“I, Matthew E. Robinson, do solemnly swear that I will support and defend the Constitution of the United States against all enemies, foreign and domestic; that I will bear true faith and allegiance to the same; that I will obey the orders of the President of the United States and the officers appointed over me, according to regulations and the Uniform Code of Military Justice, so help me God.
The first time I said these words; I intoned them with little thought, simply repeating them after a bored-looking officer uttered the various phrases. Over the course of my military career, as my experience, responsibility, and scope of influence grew; the weight of these words took on new meaning. Eventually, I took the following oath as an officer, repeating them as promotions occasionally came my way.
“I Matthew E. Robinson, do solemnly swear that I will support and defend the Constitution of the United States against all enemies, foreign and domestic; that I will bear true faith and allegiance to the same; that I take this obligation freely, without any mental reservation or purpose of evasion; and that I will well and faithfully discharge the duties of the office on which I am about to enter. So help me God.”
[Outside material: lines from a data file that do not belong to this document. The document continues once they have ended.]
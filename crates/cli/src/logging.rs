// SPDX-License-Identifier: MIT
// Copyright (c) 2026 Alfred Jean LLC

//! Diagnostic logging to stderr.
//!
//! `RUST_LOG` wins when set; otherwise the level follows `-v` repetitions.

use std::io::IsTerminal;

use tracing_subscriber::{fmt, util::SubscriberInitExt, EnvFilter};

/// Base level for a `-v` count.
pub fn level_for_verbosity(verbosity: u8) -> &'static str {
    match verbosity {
        0 => "warn",
        1 => "info",
        2 => "debug",
        _ => "trace",
    }
}

/// Effective filter, honoring `RUST_LOG` if set and valid.
pub fn env_filter(verbosity: u8) -> EnvFilter {
    if std::env::var_os("RUST_LOG").is_some() {
        if let Ok(filter) = EnvFilter::try_from_default_env() {
            return filter;
        }
    }
    EnvFilter::new(level_for_verbosity(verbosity))
}

/// Install the global subscriber. A second call is a no-op.
pub fn init_logging(verbosity: u8) {
    let subscriber = fmt::Subscriber::builder()
        .with_writer(std::io::stderr)
        .with_env_filter(env_filter(verbosity))
        .with_target(false)
        .with_ansi(std::io::stderr().is_terminal())
        .without_time()
        .compact()
        .finish();
    if let Err(err) = subscriber.try_init() {
        tracing::debug!(%err, "logging already initialized");
    }
}

#[cfg(test)]
#[path = "logging_tests.rs"]
mod tests;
I also administered this oath to numerous soldiers as they reenlisted. The first few times I administered the oath, I read the words from a piece of paper provided by the reenlistment NCO. Then one day, a full Colonel looked on as I conducted the reenlistment. He watched me read the words and pulled me aside later and privately admonished me to memorize those words in order to look the soldier in the eye. “They deserve that level of respect for the words and their commitment,” he stipulated. He was correct and I can still recite the oath of enlistment. Oaths matter, even today in our rather feckless society. This is why I must respectfully disagree with those who rank R.E. Lee and other confederate officers as heroes worthy of emulation.
The oath of enlistment is not a new part of the American military experience. The Continental Congress developed the first oath in 1775. Later, after the adoption of the Constitution, the military adopted an oath much the same as our current oath in the late seventeen hundreds. It has remained, relatively unchanged during the ensuing two centuries, serving as a reminder to all uniformed service-members that we serve a high calling, one to live out the ideals framed in our foundational documents. It is a mark of devotion to duty to remain true to those words, even at great personal cost.
As our polarized nation stumbled toward war, a desperate President Lincoln turned to Lee, one of the brightest military minds of his day, offering him command of the Army. And Lee failed the test. He discarded his oath, walking away from his duty, depositing a stain upon his reputation that no fuller on earth can remove. He, and all the other officers that joined him, do not deserve accolades. We should not erect monuments to them, name no schools after them, or lift them up as men to emulate. In fact, we ought to remove those monuments that remain standing. These are men who devoted their professional abilities to support a cause, an economic system, a way of life that rested on the backs of enslaved men, women, and children. Theirs was not a noble or just cause. They, like Benedict Arnold, betrayed their nation and bear the same stigma. Their moral failure outweighs their martial abilities and the passage of time does not somehow expunge their turpitude.
We must not succumb to the “noble-lost-cause” myth of the early twentieth century as part of an ongoing campaign to shroud the confederacy in a cloak of respectability. Whether or not they personally owned slaves does not matter. They chose to support and ignoble cause and share in its shame. It is not rewriting history to insist on a true evaluation of individual and group decisions and the behaviors that flowed from them. To honor men who failed to live up to their sworn duty not only wounds all men and women of color in our nation but also is a slap in the face to all service members who sacrificed, some to the full measure, in order to honor their oath. To continue to elevate these men to icon status is to disregard their moral failure.
Our cultural icons reveal much about us and what we value. Yes, Lee and his generals were great tacticians, but their martial prowess does not outweigh their dishonorable choice. They did not place great value on their word and their honor. They took an oath to support and defend the Constitution and did not live up to it. When we elevate such men to hero status, we demean ourselves and clearly proclaim that we do not consider keeping our word important. Perhaps, now almost one hundred and sixty years later, we so often struggle with prevaricators in the public arena. We casually elevated such men as Lee, Hood, Brag, and others like them to hero status, and in doing that we diminished integrity as a required trait for honorable men. It is high time for us to remove the names of such traitors from the public spaces they now occupy.